On Wed, Nov 20, 2019 at 07:41:44PM +0800, Alex Shi wrote:
> 在 2019/11/20 上午12:04, Johannes Weiner 写道:
> >> @@ -1246,6 +1245,46 @@ struct lruvec *mem_cgroup_page_lruvec(struct page *page, struct pglist_data *pgd
> >> return lruvec;
> >> }
> >>
> >> +struct lruvec *lock_page_lruvec_irq(struct page *page,
> >> + struct pglist_data *pgdat)
> >> +{
> >> + struct lruvec *lruvec;
> >> +
> >> +again:
> >> + rcu_read_lock();
> >> + lruvec = mem_cgroup_page_lruvec(page, pgdat);
> >> + spin_lock_irq(&lruvec->lru_lock);
> >> + rcu_read_unlock();
> > The spinlock doesn't prevent the lruvec from being freed
> >
> > You deleted the rules from the mem_cgroup_page_lruvec() documentation,
> > but they still apply: if the page is already !PageLRU() by the time
> > you get here, it could get reclaimed or migrated to another cgroup,
> > and that can free the memcg/lruvec. Merely having the lru_lock held
> > does not prevent this.
>
>
> Forgive my idiot, I still don't know the details of unsafe lruvec here.
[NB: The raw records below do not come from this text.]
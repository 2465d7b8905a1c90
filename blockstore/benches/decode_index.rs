use criterion::{criterion_group, Criterion, Throughput};
use gateway_blockstore::{index::format, mocks};

fn bench_decode_index(c: &mut Criterion) {
    let mut group = c.benchmark_group(module_path!());
    for n in [1_000, 10_000, 100_000] {
        // Encode an index of `n` entries
        let entries: Vec<_> = (0..n as u64)
            .map(|i| (mocks::sha256(&i.to_be_bytes()), i * 1024))
            .collect();
        let bytes = format::encode(&entries);

        group.throughput(Throughput::Bytes(bytes.len() as u64));
        group.bench_function(format!("entries={n}"), |b| {
            b.iter(|| format::decode(&bytes).unwrap().len())
        });
        group.bench_function(format!("entries={n} chunked"), |b| {
            b.iter(|| {
                let mut decoder = format::Decoder::new();
                let mut count = 0;
                for chunk in bytes.chunks(64 * 1024) {
                    decoder.push(chunk);
                    while decoder.next_entry().unwrap().is_some() {
                        count += 1;
                    }
                }
                decoder.finish().unwrap();
                count
            })
        });
    }
    group.finish();
}

criterion_group! {
    name = benches;
    config = Criterion::default().sample_size(10);
    targets = bench_decode_index
}
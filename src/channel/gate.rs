//! Confidence gate
//!
//! Decides whether one inference call's output should become a channel's
//! next target. Noisy or repeated detections are filtered out here so the
//! transition machine only ever sees real changes.

use super::state::ChannelState;
use super::ChannelHandle;
use crate::label::normalize;
use crate::predict::Prediction;
use crate::theme::ThemeRegistry;

/// Result of evaluating one inference call
#[derive(Debug, Clone, PartialEq)]
pub enum GateOutcome {
    /// The resolved theme key becomes the new target
    Accepted(String),
    /// No usable prediction in the call
    Empty,
    /// Top prediction was under the channel threshold
    BelowThreshold { label: String, probability: f32 },
    /// Top label has no theme in this channel
    UnknownLabel(String),
    /// Top label resolves to the theme already being targeted
    AlreadyTarget(String),
}

impl GateOutcome {
    pub fn accepted_key(&self) -> Option<&str> {
        match self {
            GateOutcome::Accepted(key) => Some(key),
            _ => None,
        }
    }
}

/// Highest-probability prediction; ties go to the earliest entry.
/// NaN probabilities are ignored.
pub fn top_prediction(predictions: &[Prediction]) -> Option<&Prediction> {
    let mut best: Option<&Prediction> = None;
    for prediction in predictions.iter().filter(|p| !p.probability.is_nan()) {
        match best {
            Some(current) if prediction.probability <= current.probability => {}
            _ => best = Some(prediction),
        }
    }
    best
}

/// Key that `predictions` would retarget the channel to, if any
pub fn decide(
    registry: &ThemeRegistry,
    state: &ChannelState,
    predictions: &[Prediction],
    threshold: f32,
) -> Option<String> {
    match ConfidenceGate::new(threshold).evaluate(registry, state, predictions) {
        GateOutcome::Accepted(key) => Some(key),
        _ => None,
    }
}

/// Per-channel confidence gate with a fixed threshold
#[derive(Debug, Clone, Copy, PartialEq)]
pub struct ConfidenceGate {
    threshold: f32,
}

impl ConfidenceGate {
    pub fn new(threshold: f32) -> Self {
        Self {
            threshold: threshold.clamp(0.0, 1.0),
        }
    }

    pub fn threshold(&self) -> f32 {
        self.threshold
    }

    /// Evaluate predictions against `state` without mutating anything
    pub fn evaluate(
        &self,
        registry: &ThemeRegistry,
        state: &ChannelState,
        predictions: &[Prediction],
    ) -> GateOutcome {
        let Some(best) = top_prediction(predictions) else {
            return GateOutcome::Empty;
        };

        if best.probability < self.threshold {
            return GateOutcome::BelowThreshold {
                label: best.label.clone(),
                probability: best.probability,
            };
        }

        let label = normalize(&best.label);
        let Some(key) = registry.resolve(&label) else {
            return GateOutcome::UnknownLabel(label);
        };

        if key == state.target_key() {
            return GateOutcome::AlreadyTarget(key.to_string());
        }

        GateOutcome::Accepted(key.to_string())
    }

    /// Evaluate and, on acceptance, retarget the channel.
    ///
    /// Evaluation and write happen under one write lock.
    pub fn apply(
        &self,
        registry: &ThemeRegistry,
        handle: &ChannelHandle,
        predictions: &[Prediction],
    ) -> GateOutcome {
        handle.update(|state| self.retarget(registry, state, predictions))
    }

    /// Like [`apply`](Self::apply), but `live` is checked under the same
    /// write lock and the channel is left alone when it returns `false`.
    pub fn apply_while(
        &self,
        registry: &ThemeRegistry,
        handle: &ChannelHandle,
        predictions: &[Prediction],
        live: impl FnOnce() -> bool,
    ) -> Option<GateOutcome> {
        handle.update(|state| live().then(|| self.retarget(registry, state, predictions)))
    }

    fn retarget(&self, registry: &ThemeRegistry, state: &mut ChannelState, predictions: &[Prediction]) -> GateOutcome {
        let outcome = self.evaluate(registry, state, predictions);
        if let GateOutcome::Accepted(key) = &outcome {
            state.set_target(key.clone());
        }
        outcome
    }
}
> From my shortsight, the spin_lock_irq(embedded a preempt_disable) could block all rcu syncing thus, keep all memcg alive until the preempt_enabled in unspinlock, is this right?
> If so even the page->mem_cgroup is migrated to others cgroups, the new and old cgroup should still be alive here.
You are right about the freeing part, I missed this. And I should have
read this email here before sending out my "fix" to the current code;
thankfully Hugh re-iterated my mistake on that thread. My apologies.
But I still don't understand how the moving part is safe. You look up
the lruvec optimistically, lock it, then verify the lookup. What keeps
page->mem_cgroup from changing after you verified it?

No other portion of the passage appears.